* **What to work on**
Wherever the word "JoinHandle" occurs in the lines below, copy the whole line.
*** Records shown Section Begins ***
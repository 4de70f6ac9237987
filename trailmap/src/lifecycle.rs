//! Foreground/background reactions.
//!
//! The host forwards app state transitions into an mpsc channel. On return
//! to the foreground the permission status is re-checked, since the user may
//! have changed it in system settings while away. Optionally the location
//! watch is suspended while in the background and resumed afterwards.
//!
//! ```text
//!   BecameActive ──► gate.check_status()
//!                      └─ Granted ──► tracker.resume_watching()
//!
//!   EnteredBackground ──► (suspend_on_background) tracker.suspend_watching()
//! ```
//!
//! The suspended options live in the tracker, so an owner that stops the
//! watch while the app is in the background (the map screen unmounting)
//! also cancels the resume.

use std::sync::Arc;

use tokio::sync::mpsc;
use tokio::task::JoinHandle;
use tokio_util::sync::CancellationToken;
use tracing::{debug, info, warn};

use crate::tracker::LocationTracker;

/// App state transition reported by the host.
#[derive(Debug, Clone, Copy, PartialEq, Eq)]
pub enum LifecycleEvent {
    /// App came to the foreground.
    BecameActive,
    /// App moved to the background.
    EnteredBackground,
}

/// Lifecycle policy.
#[derive(Debug, Clone, Copy, Default, PartialEq, Eq)]
pub struct LifecycleConfig {
    /// Stop the watch while backgrounded.
    pub suspend_on_background: bool,
}

/// Running lifecycle task.
#[derive(Debug)]
pub struct LifecycleMonitor {
    task: JoinHandle<()>,
    cancel: CancellationToken,
}

impl LifecycleMonitor {
    /// Spawn the monitor on the current runtime.
    ///
    /// Runs until `events` is closed or `cancel` fires.
    pub fn start(
        tracker: Arc<LocationTracker>,
        config: LifecycleConfig,
        events: mpsc::Receiver<LifecycleEvent>,
        cancel: CancellationToken,
    ) -> Self {
        let task = tokio::spawn(run(tracker, config, events, cancel.clone()));
        Self { task, cancel }
    }

    /// Wait for the task to end on its own (channel closed or cancelled).
    pub async fn join(self) {
        if let Err(e) = self.task.await {
            warn!(error = %e, "Lifecycle monitor task failed");
        }
    }

    /// Cancel the task and wait for it.
    pub async fn shutdown(self) {
        self.cancel.cancel();
        self.join().await;
    }
}

async fn run(
    tracker: Arc<LocationTracker>,
    config: LifecycleConfig,
    mut events: mpsc::Receiver<LifecycleEvent>,
    cancel: CancellationToken,
) {
    loop {
        let event = tokio::select! {
            _ = cancel.cancelled() => break,
            event = events.recv() => match event {
                Some(event) => event,
                None => break,
            },
        };

        debug!(?event, "Lifecycle event");
        match event {
            LifecycleEvent::BecameActive => {
                let status = tracker.gate().check_status().await;
                if !status.is_granted() {
                    continue;
                }
                match tracker.resume_watching() {
                    Ok(true) => info!("Location watch resumed"),
                    Ok(false) => {}
                    Err(e) => warn!(error = %e, "Could not resume location watch"),
                }
            }
            LifecycleEvent::EnteredBackground => {
                if !config.suspend_on_background {
                    continue;
                }
                if tracker.suspend_watching() {
                    info!("Location watch suspended in background");
                }
            }
        }
    }

    debug!("Lifecycle monitor stopped");
}

#[cfg(test)]
mod tests {
    use super::*;
    use crate::coord::Coordinate;
    use crate::permission::{PermissionGate, PermissionState};
    use crate::position::WatchOptions;
    use crate::session::{MapSession, MapSessionConfig};
    use crate::sim::{SimulatedPermissionService, SimulatedPositionService};
    use crate::tracker::TrackerConfig;
    use std::time::Duration;

    struct Fixture {
        permissions: Arc<SimulatedPermissionService>,
        positions: Arc<SimulatedPositionService>,
        tracker: Arc<LocationTracker>,
    }

    async fn fixture(status: PermissionState) -> Fixture {
        let permissions = Arc::new(SimulatedPermissionService::new(status));
        let positions = Arc::new(SimulatedPositionService::new());
        let gate = Arc::new(PermissionGate::new(permissions.clone()));
        gate.check_status().await;
        let tracker = Arc::new(LocationTracker::new(
            gate,
            positions.clone(),
            TrackerConfig::default(),
        ));
        Fixture {
            permissions,
            positions,
            tracker,
        }
    }

    async fn run_events(f: &Fixture, config: LifecycleConfig, events: &[LifecycleEvent]) {
        let (tx, rx) = mpsc::channel(8);
        let monitor =
            LifecycleMonitor::start(f.tracker.clone(), config, rx, CancellationToken::new());
        for event in events {
            tx.send(*event).await.unwrap();
        }
        drop(tx);
        monitor.join().await;
    }

    /// Wait until the monitor has suspended the tracker's watch.
    async fn wait_for_suspension(tracker: &LocationTracker) {
        tokio::time::timeout(Duration::from_secs(1), async {
            while tracker.suspended_options().is_none() {
                tokio::task::yield_now().await;
            }
        })
        .await
        .expect("watch should be suspended");
    }

    fn suspending() -> LifecycleConfig {
        LifecycleConfig {
            suspend_on_background: true,
        }
    }

    #[tokio::test]
    async fn test_became_active_rechecks_permission() {
        let f = fixture(PermissionState::Granted).await;
        f.permissions.set_status(PermissionState::Denied);

        run_events(&f, LifecycleConfig::default(), &[LifecycleEvent::BecameActive]).await;

        assert_eq!(f.tracker.gate().status(), PermissionState::Denied);
    }

    #[tokio::test]
    async fn test_background_keeps_watch_by_default() {
        let f = fixture(PermissionState::Granted).await;
        f.tracker.start_watching(WatchOptions::default()).unwrap();

        run_events(
            &f,
            LifecycleConfig::default(),
            &[LifecycleEvent::EnteredBackground],
        )
        .await;

        assert!(f.tracker.is_watching());
        assert_eq!(f.positions.active_subscriptions(), 1);
    }

    #[tokio::test]
    async fn test_background_suspends_watch() {
        let f = fixture(PermissionState::Granted).await;
        f.tracker.start_watching(WatchOptions::default()).unwrap();
        let config = suspending();

        run_events(&f, config, &[LifecycleEvent::EnteredBackground]).await;

        assert!(!f.tracker.is_watching());
        assert_eq!(f.positions.active_subscriptions(), 0);
    }

    #[tokio::test]
    async fn test_foreground_resumes_with_same_options() {
        let f = fixture(PermissionState::Granted).await;
        let options = WatchOptions::default().with_min_interval(Duration::from_secs(1));
        f.tracker.start_watching(options).unwrap();
        let config = suspending();

        run_events(
            &f,
            config,
            &[LifecycleEvent::EnteredBackground, LifecycleEvent::BecameActive],
        )
        .await;

        assert_eq!(f.tracker.active_options(), Some(options));
        assert_eq!(f.positions.active_subscriptions(), 1);
        assert_eq!(f.positions.subscribe_calls(), 2);
    }

    #[tokio::test]
    async fn test_foreground_without_suspension_starts_nothing() {
        let f = fixture(PermissionState::Granted).await;

        run_events(
            &f,
            suspending(),
            &[LifecycleEvent::EnteredBackground, LifecycleEvent::BecameActive],
        )
        .await;

        assert!(!f.tracker.is_watching());
        assert_eq!(f.positions.subscribe_calls(), 0);
    }

    #[tokio::test]
    async fn test_no_resume_after_revocation() {
        let f = fixture(PermissionState::Granted).await;
        f.tracker.start_watching(WatchOptions::default()).unwrap();
        let config = suspending();

        let (tx, rx) = mpsc::channel(8);
        let monitor = LifecycleMonitor::start(f.tracker.clone(), config, rx, CancellationToken::new());
        tx.send(LifecycleEvent::EnteredBackground).await.unwrap();
        wait_for_suspension(&f.tracker).await;
        f.permissions.set_status(PermissionState::Denied);
        tx.send(LifecycleEvent::BecameActive).await.unwrap();
        drop(tx);
        monitor.join().await;

        assert!(!f.tracker.is_watching());
        assert_eq!(f.tracker.gate().status(), PermissionState::Denied);
        assert_eq!(f.tracker.suspended_options(), Some(WatchOptions::default()));
    }

    #[tokio::test]
    async fn test_shutdown_cancels() {
        let f = fixture(PermissionState::Granted).await;
        let (_tx, rx) = mpsc::channel(8);
        let monitor = LifecycleMonitor::start(
            f.tracker.clone(),
            LifecycleConfig::default(),
            rx,
            CancellationToken::new(),
        );

        tokio::time::timeout(Duration::from_secs(1), monitor.shutdown())
            .await
            .expect("monitor should stop on cancel");
    }

    #[tokio::test]
    async fn test_unmount_while_backgrounded_cancels_resume() {
        let f = fixture(PermissionState::Granted).await;
        let session = MapSession::mount(f.tracker.clone(), MapSessionConfig::default())
            .await
            .unwrap();
        let (tx, rx) = mpsc::channel(8);
        let monitor =
            LifecycleMonitor::start(f.tracker.clone(), suspending(), rx, CancellationToken::new());

        tx.send(LifecycleEvent::EnteredBackground).await.unwrap();
        wait_for_suspension(&f.tracker).await;
        session.unmount().await;
        tx.send(LifecycleEvent::BecameActive).await.unwrap();
        drop(tx);
        monitor.join().await;
        f.positions.emit(Coordinate::new(5.0, 5.0));

        assert!(!f.tracker.is_watching());
        assert_eq!(f.positions.active_subscriptions(), 0);
        assert_eq!(f.positions.subscribe_calls(), 1);
        assert!(f.tracker.trail().is_empty());
    }

    #[tokio::test]
    async fn test_stop_while_backgrounded_cancels_resume() {
        let f = fixture(PermissionState::Granted).await;
        f.tracker.start_watching(WatchOptions::default()).unwrap();
        let (tx, rx) = mpsc::channel(8);
        let monitor =
            LifecycleMonitor::start(f.tracker.clone(), suspending(), rx, CancellationToken::new());

        tx.send(LifecycleEvent::EnteredBackground).await.unwrap();
        wait_for_suspension(&f.tracker).await;
        f.tracker.stop_watching();
        tx.send(LifecycleEvent::BecameActive).await.unwrap();
        drop(tx);
        monitor.join().await;

        assert!(!f.tracker.is_watching());
        assert_eq!(f.positions.active_subscriptions(), 0);
        assert_eq!(f.positions.subscribe_calls(), 1);
    }
}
*** Records shown Section Ends ***
* **Exercise response**
use tokio::task::JoinHandle;
    task: JoinHandle<()>,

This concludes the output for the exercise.